“L’attracco di una nave rigassificatrice renderebbe vulnerabili il porto militare e la base Nato in caso di conflitto bellico… e non solo”, dichiara Matacchiera, sottolineando come la presenza di GNL rappresenterebbe un fattore di rischio significativo per tutta l’area urbana e portuale del capoluogo jonico.
Il presidente del Fondo Antidiossina richiama l’attenzione del governo italiano e delle forze Nato, affinché valutino con massima prudenza l’eventualità di autorizzare l’attracco di navi che trasportano gas liquido ad altissima pressione per il fabbisogno energetico dell’acciaieria.
Nel suo intervento, Matacchiera evidenzia anche la possibile vulnerabilità della stessa nave rigassificatrice, definendola un potenziale obiettivo sensibile: “Basterebbe un piccolo drone per causare un’esplosione dalle conseguenze devastanti a lunghissimo raggio, che colpirebbero l’intera città e anche la base militare”.
L’appello è rivolto direttamente alle istituzioni locali: “È questo il tema su cui dovrebbe concentrarsi con urgenza anche il sindaco Piero Bitetti”, insiste Matacchiera, auspicando un confronto che vada oltre le dinamiche industriali e tenga conto della sicurezza collettiva.
Il progetto del rigassificatore, rilanciato dal ministro delle Imprese Adolfo Urso, è parte integrante del piano di decarbonizzazione dell’ex Ilva, oggi Acciaierie d’Italia, che prevede la costruzione di tre forni elettrici.

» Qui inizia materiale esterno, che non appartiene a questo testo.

//! Gemini (Google) client for recipes, food photos and photo edits.

use crate::backend::KitchenBackend;
use crate::config::ChefConfig;
use crate::credentials::CredentialResolver;
use crate::error::{parse_retry_after, sanitize_error_message, ChefError, Result};
use crate::gemini::types::{
    is_safety_finish_reason, GenerateContentRequest, GenerateContentResponse,
};
use crate::image::{AspectRatio, DataUri};
use crate::prompts::{food_photo_prompt, recipe_prompt};
use crate::retry::{with_retry, RetryPolicy};
use async_trait::async_trait;
use serde::{Deserialize, Serialize};
use std::time::Instant;

/// Gemini text model variants.
#[derive(Debug, Clone, Copy, Default, PartialEq, Eq, Serialize, Deserialize)]
pub enum TextModel {
    /// Gemini 3 Flash (preview).
    #[default]
    #[serde(rename = "gemini-3-flash-preview")]
    Gemini3Flash,
    /// Gemini 2.5 Flash.
    #[serde(rename = "gemini-2.5-flash")]
    Gemini25Flash,
    /// Gemini 2.5 Pro.
    #[serde(rename = "gemini-2.5-pro")]
    Gemini25Pro,
}

impl TextModel {
    /// Returns the API model identifier.
    pub fn as_str(&self) -> &'static str {
        match self {
            Self::Gemini3Flash => "gemini-3-flash-preview",
            Self::Gemini25Flash => "gemini-2.5-flash",
            Self::Gemini25Pro => "gemini-2.5-pro",
        }
    }
}

/// Gemini image model variants.
#[derive(Debug, Clone, Copy, Default, PartialEq, Eq, Serialize, Deserialize)]
pub enum ImageModel {
    /// Nano Banana - Gemini 2.5 Flash Image (fast, economical).
    #[default]
    #[serde(rename = "gemini-2.5-flash-image")]
    NanoBanana,
    /// Nano Banana Pro - Gemini 3 Pro Image (highest quality).
    #[serde(rename = "gemini-3-pro-image-preview")]
    NanoBananaPro,
}

impl ImageModel {
    /// Returns the API model identifier.
    pub fn as_str(&self) -> &'static str {
        match self {
            Self::NanoBanana => "gemini-2.5-flash-image",
            Self::NanoBananaPro => "gemini-3-pro-image-preview",
        }
    }
}

/// Builder for [`GeminiClient`].
#[derive(Debug, Clone, Default)]
pub struct GeminiClientBuilder {
    api_key: Option<String>,
    credentials: Option<CredentialResolver>,
    config: ChefConfig,
}

impl GeminiClientBuilder {
    /// Creates a new builder with default settings.
    pub fn new() -> Self {
        Self::default()
    }

    /// Sets the API key, ahead of every other credential source.
    pub fn api_key(mut self, key: impl Into<String>) -> Self {
        self.api_key = Some(key.into());
        self
    }

    /// Replaces the credential sources. Defaults to
    /// [`CredentialResolver::default`].
    pub fn credentials(mut self, resolver: CredentialResolver) -> Self {
        self.credentials = Some(resolver);
        self
    }

    /// Replaces the whole configuration.
    pub fn config(mut self, config: ChefConfig) -> Self {
        self.config = config;
        self
    }

    /// Sets the text model.
    pub fn text_model(mut self, model: TextModel) -> Self {
        self.config.text_model = model;
        self
    }

    /// Sets the image model.
    pub fn image_model(mut self, model: ImageModel) -> Self {
        self.config.image_model = model;
        self
    }

    /// Sets the language recipes are written in.
    pub fn recipe_language(mut self, language: impl Into<String>) -> Self {
        self.config.recipe_language = language.into();
        self
    }

    /// Sets the aspect ratio of generated photos.
    pub fn aspect_ratio(mut self, ratio: AspectRatio) -> Self {
        self.config.aspect_ratio = ratio;
        self
    }

    /// Sets the retry policy applied to every call.
    pub fn retry_policy(mut self, policy: RetryPolicy) -> Self {
        self.config.retry = policy;
        self
    }

    /// Overrides the API root.
    pub fn base_url(mut self, url: impl Into<String>) -> Self {
        self.config.base_url = url.into();
        self
    }

    /// Builds the client. The key itself is resolved per call.
    pub fn build(self) -> Result<GeminiClient> {
        let mut credentials = self.credentials.unwrap_or_default();
        if let Some(key) = self.api_key {
            credentials = credentials.with_explicit_key(key);
        }

        let client = reqwest::Client::builder()
            .user_agent(concat!("recipe-chef/", env!("CARGO_PKG_VERSION")))
            .build()?;

        Ok(GeminiClient {
            client,
            credentials,
            config: self.config,
        })
    }
}

/// Client for the Gemini `generateContent` API.
#[derive(Debug, Clone)]
pub struct GeminiClient {
    client: reqwest::Client,
    credentials: CredentialResolver,
    config: ChefConfig,
}

impl GeminiClient {
    /// Creates a new `GeminiClientBuilder`.
    pub fn builder() -> GeminiClientBuilder {
        GeminiClientBuilder::new()
    }

    /// The configuration this client was built with.
    pub fn config(&self) -> &ChefConfig {
        &self.config
    }

    /// Resolves the API key now, without making a request.
    pub fn resolve_api_key(&self) -> Result<String> {
        self.credentials.resolve()
    }

    fn model_url(&self, model: &str) -> String {
        format!(
            "{}/v1beta/models/{}",
            self.config.base_url.trim_end_matches('/'),
            model
        )
    }

    async fn generate_content(
        &self,
        model: &str,
        api_key: &str,
        body: &GenerateContentRequest,
    ) -> Result<GenerateContentResponse> {
        let url = format!("{}:generateContent", self.model_url(model));
        tracing::debug!(model, "sending generateContent request");

        let response = self
            .client
            .post(&url)
            .header("x-goog-api-key", api_key)
            .header("Content-Type", "application/json")
            .json(body)
            .send()
            .await?;

        let status = response.status();
        if !status.is_success() {
            let headers = response.headers().clone();
            let text = response.text().await.unwrap_or_default();
            return Err(parse_error(status.as_u16(), &text, &headers));
        }

        let response: GenerateContentResponse = response.json().await?;
        if let Some(message) = response.block_message() {
            return Err(ChefError::ContentBlocked(message));
        }
        Ok(response)
    }

    async fn recipe_impl(&self, ingredients: &str) -> Result<String> {
        let api_key = self.credentials.resolve()?;
        let body = GenerateContentRequest::text(recipe_prompt(
            ingredients,
            &self.config.recipe_language,
        ));
        let model = self.config.text_model.as_str();
        let start = Instant::now();

        let (client, api_key, body) = (self, api_key.as_str(), &body);
        let recipe = with_retry(&self.config.retry, move || async move {
            let response = client.generate_content(model, api_key, body).await?;
            response.text().ok_or(ChefError::EmptyGeneration)
        })
        .await?;

        tracing::debug!(
            model,
            chars = recipe.chars().count(),
            duration_ms = start.elapsed().as_millis() as u64,
            "recipe generated"
        );
        Ok(recipe)
    }

    /// Sends an image-model request and pulls the first inline image out of
    /// the answer. `Ok(None)` means the model answered without an image.
    async fn image_request(&self, body: GenerateContentRequest) -> Result<Option<DataUri>> {
        let api_key = self.credentials.resolve()?;
        let model = self.config.image_model.as_str();
        let start = Instant::now();

        let (client, api_key, body) = (self, api_key.as_str(), &body);
        let response = with_retry(&self.config.retry, move || async move {
            client.generate_content(model, api_key, body).await
        })
        .await?;

        let image = response.first_inline_image();
        match (&image, response.finish_reason()) {
            (None, Some(reason)) if is_safety_finish_reason(reason) => {
                tracing::warn!(model, reason, "image withheld by safety filter");
            }
            (None, reason) => {
                tracing::warn!(model, ?reason, "response contained no image");
            }
            (Some(uri), _) => {
                tracing::debug!(
                    model,
                    mime_type = uri.mime_type(),
                    duration_ms = start.elapsed().as_millis() as u64,
                    "image generated"
                );
            }
        }
        Ok(image)
    }
}

#[async_trait]
impl KitchenBackend for GeminiClient {
    async fn generate_recipe(&self, ingredients: &str) -> Result<String> {
        self.recipe_impl(ingredients).await
    }

    async fn generate_image(&self, title: &str) -> Result<Option<DataUri>> {
        let body = GenerateContentRequest::image(
            food_photo_prompt(title),
            self.config.aspect_ratio.as_str(),
        );
        self.image_request(body).await
    }

    async fn edit_image(&self, image: &DataUri, instruction: &str) -> Result<Option<DataUri>> {
        let bytes = image
            .decode()
            .map_err(|e| ChefError::InvalidDataUri(e.to_string()))?;
        let body = GenerateContentRequest::edit(image.mime_type(), &bytes, instruction.to_string());
        self.image_request(body).await
    }

    fn name(&self) -> &str {
        "Gemini (Google)"
    }

    async fn health_check(&self) -> Result<()> {
        let api_key = self.credentials.resolve()?;
        let url = self.model_url(self.config.image_model.as_str());

        let response = self
            .client
            .get(&url)
            .header("x-goog-api-key", &api_key)
            .send()
            .await?;

        match response.status().as_u16() {
            401 | 403 => Err(ChefError::Auth("Invalid API key".into())),
            404 => Err(ChefError::InvalidRequest(
                "Model not found. Verify the model name is correct.".into(),
            )),
            s if !(200..300).contains(&s) => Err(ChefError::Api {
                status: s,
                message: "Health check failed".into(),
            }),
            _ => Ok(()),
        }
    }
}

fn parse_error(status: u16, text: &str, headers: &reqwest::header::HeaderMap) -> ChefError {
    let text = sanitize_error_message(text);
    if status == 404 {
        return ChefError::InvalidRequest(
            "Model not found. Verify the model name is correct.".into(),
        );
    }
    if status == 429 {
        let retry_after = parse_retry_after(headers).map(std::time::Duration::from_secs);
        return ChefError::RateLimited { retry_after };
    }
    if status == 401 || status == 403 {
        return ChefError::Auth(text);
    }
    let lower = text.to_lowercase();
    if lower.contains("safety") || lower.contains("blocked") || lower.contains("prohibited") {
        return ChefError::ContentBlocked(text);
    }
    if status == 400 && lower.contains("api key") {
        return ChefError::Auth(text);
    }
    ChefError::Api {
        status,
        message: text,
    }
}

#[cfg(test)]
mod tests {
    use super::*;
    use crate::credentials::CredentialSource;
    use reqwest::header::{HeaderMap, HeaderValue, RETRY_AFTER};

    #[test]
    fn test_model_ids() {
        assert_eq!(TextModel::Gemini3Flash.as_str(), "gemini-3-flash-preview");
        assert_eq!(ImageModel::NanoBanana.as_str(), "gemini-2.5-flash-image");
        assert_eq!(
            ImageModel::NanoBananaPro.as_str(),
            "gemini-3-pro-image-preview"
        );
    }

    #[test]
    fn test_model_serde_matches_api_ids() {
        for model in [TextModel::Gemini3Flash, TextModel::Gemini25Flash, TextModel::Gemini25Pro] {
            let json = serde_json::to_string(&model).unwrap();
            assert_eq!(json, format!("\"{}\"", model.as_str()));
        }
        for model in [ImageModel::NanoBanana, ImageModel::NanoBananaPro] {
            let json = serde_json::to_string(&model).unwrap();
            assert_eq!(json, format!("\"{}\"", model.as_str()));
        }
    }

    #[test]
    fn test_builder_does_not_require_key_up_front() {
        let client = GeminiClient::builder()
            .credentials(CredentialResolver::new(vec![]))
            .build()
            .unwrap();
        assert!(matches!(
            client.resolve_api_key(),
            Err(ChefError::MissingCredential)
        ));
    }

    #[test]
    fn test_builder_explicit_key_wins() {
        let client = GeminiClient::builder()
            .credentials(CredentialResolver::new(vec![CredentialSource::BuildTime(Some(
                "baked",
            ))]))
            .api_key("explicit")
            .build()
            .unwrap();
        assert_eq!(client.resolve_api_key().unwrap(), "explicit");
    }

    #[test]
    fn test_builder_settings_reach_config() {
        let client = GeminiClient::builder()
            .api_key("k")
            .text_model(TextModel::Gemini25Pro)
            .image_model(ImageModel::NanoBananaPro)
            .recipe_language("English")
            .aspect_ratio(AspectRatio::Landscape)
            .retry_policy(RetryPolicy::none())
            .base_url("http://localhost:9999/")
            .build()
            .unwrap();

        let config = client.config();
        assert_eq!(config.text_model, TextModel::Gemini25Pro);
        assert_eq!(config.image_model, ImageModel::NanoBananaPro);
        assert_eq!(config.recipe_language, "English");
        assert_eq!(config.aspect_ratio, AspectRatio::Landscape);
        assert_eq!(config.retry.max_retries, 0);
        assert_eq!(
            client.model_url("gemini-2.5-flash-image"),
            "http://localhost:9999/v1beta/models/gemini-2.5-flash-image"
        );
    }

    #[test]
    fn test_parse_error_mapping() {
        let headers = HeaderMap::new();
        assert!(matches!(
            parse_error(401, "nope", &headers),
            ChefError::Auth(_)
        ));
        assert!(matches!(
            parse_error(404, "", &headers),
            ChefError::InvalidRequest(_)
        ));
        assert!(matches!(
            parse_error(
                400,
                r#"{"error": {"message": "API key not valid. Please pass a valid API key."}}"#,
                &headers
            ),
            ChefError::Auth(_)
        ));
        assert!(matches!(
            parse_error(400, "Request blocked for safety reasons", &headers),
            ChefError::ContentBlocked(_)
        ));
        assert!(matches!(
            parse_error(503, "overloaded", &headers),
            ChefError::Api { status: 503, .. }
        ));
    }

    #[test]
    fn test_parse_error_rate_limit_reads_retry_after() {
        let mut headers = HeaderMap::new();
        headers.insert(RETRY_AFTER, HeaderValue::from_static("12"));
        match parse_error(429, "slow down", &headers) {
            ChefError::RateLimited { retry_after } => {
                assert_eq!(retry_after, Some(std::time::Duration::from_secs(12)));
            }
            other => panic!("unexpected error: {other:?}"),
        }
    }
}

Tuttavia, l’iniziativa non ha ricevuto il consenso delle istituzioni locali: Regione Puglia, Comune e Provincia di Taranto, e il Comune di Statte hanno espresso un parere contrario all’ipotesi.
Anche le organizzazioni sindacali si sono espresse, seppur da una prospettiva diversa, temendo che l’assenza di un rigassificatore possa compromettere il futuro produttivo dello stabilimento, con gravi conseguenze sull’occupazione e sulla tenuta sociale del territorio.
Il Fondo Antidiossina torna dunque a sollecitare un confronto pubblico più ampio, che includa non solo le questioni economiche, ma anche gli aspetti legati alla sicurezza strategica, ambientale e urbanistica. Una posizione che apre un nuovo fronte nel dibattito sulla transizione industriale dell’area jonica, dove la necessità di coniugare rilancio produttivo e tutela del territorio si fa sempre più stringente.